### Source records
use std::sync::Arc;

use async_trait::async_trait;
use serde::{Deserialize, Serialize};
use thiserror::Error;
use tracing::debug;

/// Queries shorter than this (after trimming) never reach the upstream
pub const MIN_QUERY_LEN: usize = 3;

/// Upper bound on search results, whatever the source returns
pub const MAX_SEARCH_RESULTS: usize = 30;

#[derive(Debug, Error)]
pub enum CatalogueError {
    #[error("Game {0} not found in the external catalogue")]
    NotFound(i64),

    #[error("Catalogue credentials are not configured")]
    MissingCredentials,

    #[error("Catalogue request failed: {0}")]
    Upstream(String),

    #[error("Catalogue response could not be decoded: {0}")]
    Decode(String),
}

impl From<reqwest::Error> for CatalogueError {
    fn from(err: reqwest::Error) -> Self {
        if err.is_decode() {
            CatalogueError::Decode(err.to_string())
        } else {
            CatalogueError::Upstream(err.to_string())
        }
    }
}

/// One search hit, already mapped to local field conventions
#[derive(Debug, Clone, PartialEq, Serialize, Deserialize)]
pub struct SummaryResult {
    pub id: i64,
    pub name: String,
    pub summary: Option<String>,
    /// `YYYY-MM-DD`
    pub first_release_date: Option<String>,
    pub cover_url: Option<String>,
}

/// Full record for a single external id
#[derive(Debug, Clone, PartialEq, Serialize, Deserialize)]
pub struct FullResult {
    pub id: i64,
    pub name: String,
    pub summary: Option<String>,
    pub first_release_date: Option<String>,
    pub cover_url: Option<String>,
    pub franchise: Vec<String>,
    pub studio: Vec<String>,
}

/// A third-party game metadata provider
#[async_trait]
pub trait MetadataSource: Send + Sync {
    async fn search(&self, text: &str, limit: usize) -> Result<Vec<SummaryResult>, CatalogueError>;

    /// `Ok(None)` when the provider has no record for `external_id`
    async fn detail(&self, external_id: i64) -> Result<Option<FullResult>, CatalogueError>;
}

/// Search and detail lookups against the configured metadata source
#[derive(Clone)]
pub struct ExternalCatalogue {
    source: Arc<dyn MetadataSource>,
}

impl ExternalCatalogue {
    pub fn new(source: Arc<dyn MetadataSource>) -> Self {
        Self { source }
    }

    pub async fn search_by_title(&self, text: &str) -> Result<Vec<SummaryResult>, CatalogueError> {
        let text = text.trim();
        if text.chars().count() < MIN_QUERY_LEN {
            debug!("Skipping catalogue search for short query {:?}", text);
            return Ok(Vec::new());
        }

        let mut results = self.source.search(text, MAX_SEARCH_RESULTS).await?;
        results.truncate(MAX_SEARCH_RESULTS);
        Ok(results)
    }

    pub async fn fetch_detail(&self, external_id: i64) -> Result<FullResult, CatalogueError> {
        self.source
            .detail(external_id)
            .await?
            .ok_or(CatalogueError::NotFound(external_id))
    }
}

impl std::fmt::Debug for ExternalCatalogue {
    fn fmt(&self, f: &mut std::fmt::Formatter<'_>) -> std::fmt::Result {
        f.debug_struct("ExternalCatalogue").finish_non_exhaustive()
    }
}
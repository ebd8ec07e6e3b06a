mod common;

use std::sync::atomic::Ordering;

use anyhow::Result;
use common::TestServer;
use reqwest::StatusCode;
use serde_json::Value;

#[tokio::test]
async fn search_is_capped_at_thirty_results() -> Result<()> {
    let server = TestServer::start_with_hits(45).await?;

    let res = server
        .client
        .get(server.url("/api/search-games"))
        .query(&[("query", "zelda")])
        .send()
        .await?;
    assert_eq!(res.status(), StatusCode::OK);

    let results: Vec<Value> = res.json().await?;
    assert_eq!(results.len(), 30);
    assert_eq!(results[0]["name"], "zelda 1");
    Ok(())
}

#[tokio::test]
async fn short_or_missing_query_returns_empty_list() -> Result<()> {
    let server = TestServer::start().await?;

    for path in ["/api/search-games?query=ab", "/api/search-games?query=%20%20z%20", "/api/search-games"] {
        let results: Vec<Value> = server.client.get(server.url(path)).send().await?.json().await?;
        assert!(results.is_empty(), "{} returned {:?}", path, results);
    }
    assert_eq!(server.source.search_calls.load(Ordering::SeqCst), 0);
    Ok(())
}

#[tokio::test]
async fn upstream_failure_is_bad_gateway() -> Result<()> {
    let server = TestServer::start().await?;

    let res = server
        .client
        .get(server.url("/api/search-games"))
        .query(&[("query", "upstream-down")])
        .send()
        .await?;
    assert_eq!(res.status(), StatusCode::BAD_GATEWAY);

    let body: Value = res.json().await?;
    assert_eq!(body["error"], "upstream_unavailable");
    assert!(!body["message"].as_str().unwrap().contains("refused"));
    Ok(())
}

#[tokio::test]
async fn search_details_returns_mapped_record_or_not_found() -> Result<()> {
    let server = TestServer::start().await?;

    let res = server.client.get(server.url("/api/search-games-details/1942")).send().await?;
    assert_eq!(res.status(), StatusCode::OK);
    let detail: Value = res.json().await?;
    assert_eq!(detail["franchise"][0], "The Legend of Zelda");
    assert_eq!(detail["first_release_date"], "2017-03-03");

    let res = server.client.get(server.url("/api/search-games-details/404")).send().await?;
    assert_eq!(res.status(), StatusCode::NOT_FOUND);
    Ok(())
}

### What to do
Your response must be one number, namely how many lines of the data contain the string "derive".

### Result of this exercise
4